Supplied data |
....

//! API endpoint issuing credentials for a role.

use std::sync::Arc;

use axum::{
    extract::{Path, State},
    http::HeaderMap,
    response::Json,
    routing::get,
    Router,
};
use chrono::Utc;

use crate::backend::{CredentialData, RequestContext};

use super::routes::AppState;
use super::types::*;

/// Header carrying the display name of the calling entity.
pub const DISPLAY_NAME_HEADER: &str = "x-display-name";

const ANONYMOUS: &str = "anonymous";

/// Create the creds API routes.
pub fn routes() -> Router<Arc<AppState>> {
    Router::new().route("/:name", get(issue_credential).post(issue_credential))
}

fn request_context(state: &AppState, name: &str, headers: &HeaderMap) -> RequestContext {
    let display_name = headers
        .get(DISPLAY_NAME_HEADER)
        .and_then(|value| value.to_str().ok())
        .map(str::trim)
        .filter(|value| !value.is_empty())
        .unwrap_or(ANONYMOUS);
    RequestContext {
        mount_point: state.config.mount_path.clone(),
        path: format!("creds/{}", name),
        display_name: display_name.to_string(),
    }
}

/// GET|POST /v1/creds/:name
async fn issue_credential(
    State(state): State<Arc<AppState>>,
    Path(name): Path<String>,
    headers: HeaderMap,
) -> ApiResult<Json<LeaseResponse<CredentialData>>> {
    let ctx = request_context(&state, &name, &headers);
    let secret = state.backend.request_credential(&ctx, &name).await?;
    let record = state.leases.register(&secret).await;

    Ok(Json(LeaseResponse {
        lease_duration: record.remaining_secs(Utc::now()),
        lease_id: record.lease_id,
        renewable: true,
        data: secret.data,
    }))
}

#[cfg(test)]
mod tests {
    use super::*;
    use crate::backend::testing::backend_with_role;
    use crate::config::Config;
    use axum::http::{HeaderValue, StatusCode};
    use std::path::PathBuf;

    #[tokio::test]
    async fn test_issue_registers_lease() {
        let (backend, issuer, _) = backend_with_role("testccloud", false).await;
        let state = AppState::new(Config::new(PathBuf::from("/tmp")), Arc::new(backend));

        let mut headers = HeaderMap::new();
        headers.insert(DISPLAY_NAME_HEADER, HeaderValue::from_static("alice"));
        let Json(resp) = issue_credential(
            State(state.clone()),
            Path("testccloud".to_string()),
            headers,
        )
        .await
        .unwrap();

        assert_eq!(resp.data.key_id, "KEY1");
        assert_eq!(resp.data.secret, "SECRET1");
        assert!(resp.lease_id.starts_with("ccloud/creds/testccloud/"));
        assert!(resp.lease_duration > 3500);
        assert_eq!(state.leases.list().await, vec![resp.lease_id]);
        assert!(issuer
            .last_request()
            .unwrap()
            .description
            .ends_with("entity=alice"));
    }

    #[tokio::test]
    async fn test_missing_role_is_not_found() {
        let (backend, _, _) = backend_with_role("testccloud", false).await;
        let state = AppState::new(Config::new(PathBuf::from("/tmp")), Arc::new(backend));
        let err = issue_credential(State(state.clone()), Path("ghost".to_string()), HeaderMap::new())
            .await
            .unwrap_err();
        assert_eq!(err.status, StatusCode::NOT_FOUND);
        assert_eq!(state.leases.len().await, 0);
    }

    #[test]
    fn test_context_defaults_to_anonymous() {
        let (backend, _, _) = crate::backend::testing::empty_backend();
        let state = AppState::new(Config::new(PathBuf::from("/tmp")), Arc::new(backend));
        let ctx = request_context(&state, "orders", &HeaderMap::new());
        assert_eq!(ctx.display_name, "anonymous");
        assert_eq!(ctx.mount_point, "ccloud/");
        assert_eq!(ctx.path, "creds/orders");
    }
}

....

The word "record" appears in some lines of the listing. Give the number of those lines, and only that.

3